Why don't we move closer to application polling? Never re-arm the NAPI 
after RX, let the application ask for packets, re-arm if 0 polled. 
You'd get max batching, min latency.

Who's the rambling one now? :-D
Björn Töpel Sept. 7, 2020, 1:37 p.m. UTC | #5
On 2020-09-05 01:58, Jakub Kicinski wrote:
 > On Fri, 4 Sep 2020 16:32:56 +0200 Björn Töpel wrote:
 >> On 2020-09-04 16:27, Jesper Dangaard Brouer wrote:
 >>> On Fri,  4 Sep 2020 15:53:25 +0200
 >>> Björn Töpel <bjorn.topel@gmail.com> wrote:
 >>>
 >>>> On my machine the "one core scenario Rx drop" performance went from
 >>>> ~65Kpps to 21Mpps. In other words, from "not usable" to
 >>>> "usable". YMMV.
 >>>
 >>> We have observed this kind of dropping off an edge before with softirq
 >>> (when userspace process runs on same RX-CPU), but I thought that Eric
 >>> Dumazet solved it in 4cd13c21b207 ("softirq: Let ksoftirqd do its 
job").
 >>>
 >>> I wonder what makes AF_XDP different or if the problem have come back?
 >>>
 >>
 >> I would say this is not the same issue. The problem is that the softirq
 >> is busy dropping packets since the AF_XDP Rx is full. So, the cycles
 >> *are* split 50/50, which is not what we want in this case. :-)
 >>
 >> This issue is more of a "Intel AF_XDP ZC drivers does stupid work", than
 >> fairness. If the Rx ring is full, then there is really no use to let the
 >> NAPI loop continue.
 >>
 >> Would you agree, or am I rambling? :-P
 >
 > I wonder if ksoftirqd never kicks in because we are able to discard
 > the entire ring before we run out of softirq "slice".
 >

This is exactly what's happening, so we're entering a "busy poll like"
behavior; syscall, return from syscall softirq/napi, userland.

 >
 > I've been pondering the exact problem you're solving with Maciej
 > recently. The efficiency of AF_XDP on one core with the NAPI processing.
 >
 > Your solution (even though it admittedly helps, and is quite simple)
 > still has the application potentially not able to process packets
 > until the queue fills up. This will be bad for latency.
 >
 > Why don't we move closer to application polling? Never re-arm the NAPI
 > after RX, let the application ask for packets, re-arm if 0 polled.
 > You'd get max batching, min latency.
 >
 > Who's the rambling one now? :-D
 >

:-D No, these are all very good ideas! We've actually experimented
with it with the busy-poll series a while back -- NAPI busy-polling
does exactly "application polling".

However, I wonder if the busy-polling would have better performance
than the scenario above (i.e. when the ksoftirqd never kicks in)?
Executing the NAPI poll *explicitly* in the syscall, or implicitly
from the softirq.

Hmm, thinking out loud here. A simple(r) patch enabling busy poll;
Exporting the napi_id to the AF_XDP socket (xdp->rxq->napi_id to
sk->sk_napi_id), and do the sk_busy_poll_loop() in sendmsg.

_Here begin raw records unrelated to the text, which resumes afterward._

//! Output protocol of generated parsers
//!
//! A generated parser entry point reports its results on stdout as tagged lines:
//!
//! ```text
//! LexerTime <duration>
//! ParserTime <duration>
//! Tokens <tok1> <tok2> ... EOF
//! Tree <tree-text-with-literal-\n-for-newlines>
//! ```
//!
//! and its syntax errors on stderr as `line <L>:<C> <message>`. This module
//! holds the line interpreters for both streams and the formatters an entry
//! point uses to produce the token and tree dumps.

pub mod dump;
pub mod duration;
pub mod error_line;
pub mod span_hint;
pub mod text_output;

pub use dump::{parse_token_dump, DumpedToken, ParseTree, TokenDump, TreeDump};
pub use text_output::TextOutput;

use crate::diagnosis::Diagnosis;
use std::fmt;
use std::str::FromStr;
use std::time::Duration;
use tokio::sync::mpsc;

/// Structured results a text-parsing run reports on stdout
#[derive(Debug, Clone, Copy, PartialEq, Eq, Hash)]
pub enum OutputTag {
    LexerTime,
    ParserTime,
    Tokens,
    Tree,
}

impl OutputTag {
    pub const ALL: [OutputTag; 4] = [
        OutputTag::LexerTime,
        OutputTag::ParserTime,
        OutputTag::Tokens,
        OutputTag::Tree,
    ];

    pub fn as_str(self) -> &'static str {
        match self {
            OutputTag::LexerTime => "LexerTime",
            OutputTag::ParserTime => "ParserTime",
            OutputTag::Tokens => "Tokens",
            OutputTag::Tree => "Tree",
        }
    }
}

impl fmt::Display for OutputTag {
    fn fmt(&self, f: &mut fmt::Formatter<'_>) -> fmt::Result {
        write!(f, "{}", self.as_str())
    }
}

impl FromStr for OutputTag {
    type Err = ();

    fn from_str(s: &str) -> Result<Self, Self::Err> {
        OutputTag::ALL
            .into_iter()
            .find(|tag| tag.as_str() == s)
            .ok_or(())
    }
}

/// A live notification emitted while a stage runs
#[derive(Debug, Clone, PartialEq)]
pub enum ParseEvent {
    LexerTime(Duration),
    ParserTime(Duration),
    Tokens(String),
    Tree(String),
    Diagnosis(Diagnosis),
}

impl ParseEvent {
    /// The stdout tag this event was produced from; `None` for diagnoses.
    pub fn tag(&self) -> Option<OutputTag> {
        match self {
            ParseEvent::LexerTime(_) => Some(OutputTag::LexerTime),
            ParseEvent::ParserTime(_) => Some(OutputTag::ParserTime),
            ParseEvent::Tokens(_) => Some(OutputTag::Tokens),
            ParseEvent::Tree(_) => Some(OutputTag::Tree),
            ParseEvent::Diagnosis(_) => None,
        }
    }
}

/// Channel end stages push [`ParseEvent`]s into
pub type EventSender = mpsc::UnboundedSender<ParseEvent>;

pub(crate) fn notify(events: Option<&EventSender>, event: ParseEvent) {
    if let Some(sender) = events {
        // A dropped receiver only means nobody is listening
        let _ = sender.send(event);
    }
}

Or did you have something completely different in mind?

As for this patch set, I think it would make sense to pull it in since
it makes the single-core scenario *much* better, and it is pretty
simple. Then do the application polling as another, potentially,
improvement series.


Thoughts? Thanks a lot for the feedback!
Björn
Jakub Kicinski Sept. 7, 2020, 6:40 p.m. UTC | #6
On Mon, 7 Sep 2020 15:37:40 +0200 Björn Töpel wrote:
>  > I've been pondering the exact problem you're solving with Maciej
>  > recently. The efficiency of AF_XDP on one core with the NAPI processing.
>  >
>  > Your solution (even though it admittedly helps, and is quite simple)
>  > still has the application potentially not able to process packets
>  > until the queue fills up. This will be bad for latency.
>  >
>  > Why don't we move closer to application polling? Never re-arm the NAPI
>  > after RX, let the application ask for packets, re-arm if 0 polled.
>  > You'd get max batching, min latency.
>  >
>  > Who's the rambling one now? :-D
>  >  
> 
> :-D No, these are all very good ideas! We've actually experimented
> with it with the busy-poll series a while back -- NAPI busy-polling
> does exactly "application polling".
> 
> However, I wonder if the busy-polling would have better performance
> than the scenario above (i.e. when the ksoftirqd never kicks in)?
> Executing the NAPI poll *explicitly* in the syscall, or implicitly
> from the softirq.
> 
> Hmm, thinking out loud here. A simple(r) patch enabling busy poll;
> Exporting the napi_id to the AF_XDP socket (xdp->rxq->napi_id to
> sk->sk_napi_id), and do the sk_busy_poll_loop() in sendmsg.
> 
> Or did you have something completely different in mind?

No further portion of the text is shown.